About this exercise »
Each line of the data below either holds "TimelineStore" or does not. Report how many do, and only that.

:::

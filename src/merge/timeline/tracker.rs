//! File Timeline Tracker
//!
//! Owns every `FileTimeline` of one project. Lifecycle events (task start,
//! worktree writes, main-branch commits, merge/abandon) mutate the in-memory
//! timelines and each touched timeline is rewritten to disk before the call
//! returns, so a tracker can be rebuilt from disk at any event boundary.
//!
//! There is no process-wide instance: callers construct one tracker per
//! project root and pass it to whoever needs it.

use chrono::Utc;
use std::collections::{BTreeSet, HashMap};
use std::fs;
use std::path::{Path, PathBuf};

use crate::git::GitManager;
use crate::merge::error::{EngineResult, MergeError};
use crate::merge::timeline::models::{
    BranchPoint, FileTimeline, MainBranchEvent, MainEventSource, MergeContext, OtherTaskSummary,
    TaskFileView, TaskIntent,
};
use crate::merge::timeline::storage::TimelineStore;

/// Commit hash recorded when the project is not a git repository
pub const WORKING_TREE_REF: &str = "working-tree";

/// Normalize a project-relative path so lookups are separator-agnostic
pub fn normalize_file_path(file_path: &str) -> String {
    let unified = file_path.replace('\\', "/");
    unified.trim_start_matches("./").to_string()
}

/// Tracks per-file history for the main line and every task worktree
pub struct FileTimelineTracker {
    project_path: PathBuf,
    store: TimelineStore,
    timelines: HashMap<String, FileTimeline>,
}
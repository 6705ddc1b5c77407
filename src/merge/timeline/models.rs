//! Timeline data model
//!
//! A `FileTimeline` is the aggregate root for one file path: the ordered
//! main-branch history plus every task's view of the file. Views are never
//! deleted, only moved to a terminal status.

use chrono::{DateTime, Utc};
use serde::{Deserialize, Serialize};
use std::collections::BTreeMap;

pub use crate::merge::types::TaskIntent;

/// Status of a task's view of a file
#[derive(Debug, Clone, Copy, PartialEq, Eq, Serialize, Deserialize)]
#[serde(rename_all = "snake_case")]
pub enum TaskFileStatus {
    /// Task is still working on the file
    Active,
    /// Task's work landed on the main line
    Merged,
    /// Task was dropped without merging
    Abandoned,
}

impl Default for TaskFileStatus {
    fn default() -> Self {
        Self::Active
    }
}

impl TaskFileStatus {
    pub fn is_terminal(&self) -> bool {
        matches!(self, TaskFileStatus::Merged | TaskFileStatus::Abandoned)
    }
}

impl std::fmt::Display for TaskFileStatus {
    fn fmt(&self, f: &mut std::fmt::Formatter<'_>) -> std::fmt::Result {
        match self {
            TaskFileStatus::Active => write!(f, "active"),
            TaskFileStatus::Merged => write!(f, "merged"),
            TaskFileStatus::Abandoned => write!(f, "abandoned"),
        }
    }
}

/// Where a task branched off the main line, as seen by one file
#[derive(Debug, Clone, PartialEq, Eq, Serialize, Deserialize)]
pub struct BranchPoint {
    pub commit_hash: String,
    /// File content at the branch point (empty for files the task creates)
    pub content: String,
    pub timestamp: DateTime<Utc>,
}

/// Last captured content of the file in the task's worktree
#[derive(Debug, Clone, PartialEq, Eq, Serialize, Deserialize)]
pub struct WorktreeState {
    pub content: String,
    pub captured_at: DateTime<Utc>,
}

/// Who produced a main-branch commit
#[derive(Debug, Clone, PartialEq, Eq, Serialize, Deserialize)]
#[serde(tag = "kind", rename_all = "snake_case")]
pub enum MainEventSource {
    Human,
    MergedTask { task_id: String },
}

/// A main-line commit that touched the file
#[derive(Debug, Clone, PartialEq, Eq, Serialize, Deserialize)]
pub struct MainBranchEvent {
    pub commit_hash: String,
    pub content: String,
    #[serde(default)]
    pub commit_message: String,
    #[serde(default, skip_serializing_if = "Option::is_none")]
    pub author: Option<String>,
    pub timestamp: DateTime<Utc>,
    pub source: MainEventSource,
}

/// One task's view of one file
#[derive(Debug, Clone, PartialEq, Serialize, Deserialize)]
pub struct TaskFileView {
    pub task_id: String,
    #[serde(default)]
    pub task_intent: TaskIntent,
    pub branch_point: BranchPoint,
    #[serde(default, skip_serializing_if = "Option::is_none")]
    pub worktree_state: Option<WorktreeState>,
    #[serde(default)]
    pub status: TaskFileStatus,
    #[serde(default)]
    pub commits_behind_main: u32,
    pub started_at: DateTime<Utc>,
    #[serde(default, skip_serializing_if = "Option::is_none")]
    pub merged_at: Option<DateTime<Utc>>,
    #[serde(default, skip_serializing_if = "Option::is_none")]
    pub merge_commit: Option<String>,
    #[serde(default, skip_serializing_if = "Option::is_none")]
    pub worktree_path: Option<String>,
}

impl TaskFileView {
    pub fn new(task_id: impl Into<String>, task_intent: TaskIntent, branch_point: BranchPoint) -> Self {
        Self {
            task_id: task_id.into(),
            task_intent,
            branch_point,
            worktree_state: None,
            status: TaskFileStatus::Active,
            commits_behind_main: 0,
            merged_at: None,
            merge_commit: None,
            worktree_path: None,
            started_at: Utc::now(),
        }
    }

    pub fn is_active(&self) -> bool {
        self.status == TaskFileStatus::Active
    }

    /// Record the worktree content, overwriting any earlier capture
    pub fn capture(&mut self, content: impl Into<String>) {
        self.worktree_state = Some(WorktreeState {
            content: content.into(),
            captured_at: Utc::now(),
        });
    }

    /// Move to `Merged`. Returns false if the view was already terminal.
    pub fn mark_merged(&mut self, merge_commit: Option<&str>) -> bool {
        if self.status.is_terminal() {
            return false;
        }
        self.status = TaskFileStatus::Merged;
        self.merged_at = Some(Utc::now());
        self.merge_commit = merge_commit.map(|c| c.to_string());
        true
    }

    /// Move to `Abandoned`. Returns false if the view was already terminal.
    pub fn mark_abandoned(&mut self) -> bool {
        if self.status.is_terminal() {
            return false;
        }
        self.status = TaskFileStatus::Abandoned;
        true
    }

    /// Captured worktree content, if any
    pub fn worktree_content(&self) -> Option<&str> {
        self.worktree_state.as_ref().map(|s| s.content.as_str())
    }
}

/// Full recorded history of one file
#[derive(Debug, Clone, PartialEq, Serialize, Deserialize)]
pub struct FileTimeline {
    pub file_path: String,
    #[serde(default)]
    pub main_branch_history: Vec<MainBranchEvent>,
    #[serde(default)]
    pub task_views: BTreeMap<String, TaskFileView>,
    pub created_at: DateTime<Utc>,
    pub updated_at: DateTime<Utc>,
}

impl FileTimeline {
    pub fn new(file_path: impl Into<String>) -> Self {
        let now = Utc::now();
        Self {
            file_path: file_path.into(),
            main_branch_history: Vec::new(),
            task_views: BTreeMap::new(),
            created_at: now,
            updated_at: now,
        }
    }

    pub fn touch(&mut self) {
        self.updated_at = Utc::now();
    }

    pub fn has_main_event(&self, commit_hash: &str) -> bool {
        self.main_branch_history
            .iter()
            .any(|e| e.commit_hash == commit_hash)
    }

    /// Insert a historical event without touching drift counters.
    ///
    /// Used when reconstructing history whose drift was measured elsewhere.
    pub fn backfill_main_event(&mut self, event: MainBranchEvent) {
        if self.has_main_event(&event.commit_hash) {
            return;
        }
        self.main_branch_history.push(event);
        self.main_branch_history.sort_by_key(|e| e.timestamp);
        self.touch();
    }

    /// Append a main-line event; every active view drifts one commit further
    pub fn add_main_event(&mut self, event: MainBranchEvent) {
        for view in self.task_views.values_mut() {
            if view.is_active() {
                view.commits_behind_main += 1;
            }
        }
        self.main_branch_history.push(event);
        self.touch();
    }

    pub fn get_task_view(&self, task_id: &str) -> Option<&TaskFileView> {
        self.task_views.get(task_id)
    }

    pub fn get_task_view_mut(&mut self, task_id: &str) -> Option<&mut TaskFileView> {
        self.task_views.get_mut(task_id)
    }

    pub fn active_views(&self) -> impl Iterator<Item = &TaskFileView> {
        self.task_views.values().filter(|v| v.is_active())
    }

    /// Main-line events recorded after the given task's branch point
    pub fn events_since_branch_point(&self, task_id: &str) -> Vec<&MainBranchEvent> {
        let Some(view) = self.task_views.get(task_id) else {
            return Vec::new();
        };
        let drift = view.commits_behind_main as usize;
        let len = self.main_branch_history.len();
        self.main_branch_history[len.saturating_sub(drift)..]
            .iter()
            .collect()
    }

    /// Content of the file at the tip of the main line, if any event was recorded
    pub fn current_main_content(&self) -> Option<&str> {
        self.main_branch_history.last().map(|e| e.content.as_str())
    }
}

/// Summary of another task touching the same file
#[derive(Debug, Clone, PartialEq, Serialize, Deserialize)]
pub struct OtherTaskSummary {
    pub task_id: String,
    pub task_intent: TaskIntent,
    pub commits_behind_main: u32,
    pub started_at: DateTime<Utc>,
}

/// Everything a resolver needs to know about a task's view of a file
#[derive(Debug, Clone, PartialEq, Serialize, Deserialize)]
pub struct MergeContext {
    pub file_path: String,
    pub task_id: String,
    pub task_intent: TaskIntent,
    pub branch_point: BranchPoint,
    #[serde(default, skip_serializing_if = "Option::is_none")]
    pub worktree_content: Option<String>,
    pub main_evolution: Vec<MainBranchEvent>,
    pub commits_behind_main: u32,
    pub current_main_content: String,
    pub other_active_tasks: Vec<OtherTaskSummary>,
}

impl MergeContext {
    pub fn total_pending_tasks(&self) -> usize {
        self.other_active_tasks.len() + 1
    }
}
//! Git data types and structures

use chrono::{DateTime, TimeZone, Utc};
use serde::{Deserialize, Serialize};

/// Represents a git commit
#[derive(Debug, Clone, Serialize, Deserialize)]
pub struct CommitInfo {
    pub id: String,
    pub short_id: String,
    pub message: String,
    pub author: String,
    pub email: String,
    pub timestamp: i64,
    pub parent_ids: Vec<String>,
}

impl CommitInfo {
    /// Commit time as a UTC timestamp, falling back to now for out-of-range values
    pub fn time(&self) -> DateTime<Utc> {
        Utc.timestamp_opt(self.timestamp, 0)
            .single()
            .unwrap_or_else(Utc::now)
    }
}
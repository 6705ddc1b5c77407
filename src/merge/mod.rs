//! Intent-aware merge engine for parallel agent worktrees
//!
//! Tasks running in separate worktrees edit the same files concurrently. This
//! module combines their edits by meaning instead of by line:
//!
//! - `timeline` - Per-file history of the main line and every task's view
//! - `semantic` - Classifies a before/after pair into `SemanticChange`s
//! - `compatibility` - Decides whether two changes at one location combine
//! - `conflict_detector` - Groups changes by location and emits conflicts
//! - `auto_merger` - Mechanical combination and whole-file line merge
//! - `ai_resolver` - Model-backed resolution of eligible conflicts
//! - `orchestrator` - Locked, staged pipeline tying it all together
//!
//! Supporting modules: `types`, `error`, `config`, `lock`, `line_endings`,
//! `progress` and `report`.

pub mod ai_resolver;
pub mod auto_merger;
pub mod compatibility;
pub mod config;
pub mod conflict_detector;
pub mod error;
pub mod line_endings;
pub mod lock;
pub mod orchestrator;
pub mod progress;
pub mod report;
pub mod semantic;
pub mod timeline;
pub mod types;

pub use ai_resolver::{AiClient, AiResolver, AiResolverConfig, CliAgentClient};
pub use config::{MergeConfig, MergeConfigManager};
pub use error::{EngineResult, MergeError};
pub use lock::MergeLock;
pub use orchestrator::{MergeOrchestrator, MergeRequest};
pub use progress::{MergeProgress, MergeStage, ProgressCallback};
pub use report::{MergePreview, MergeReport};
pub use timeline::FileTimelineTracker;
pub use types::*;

:::

Solution below »
2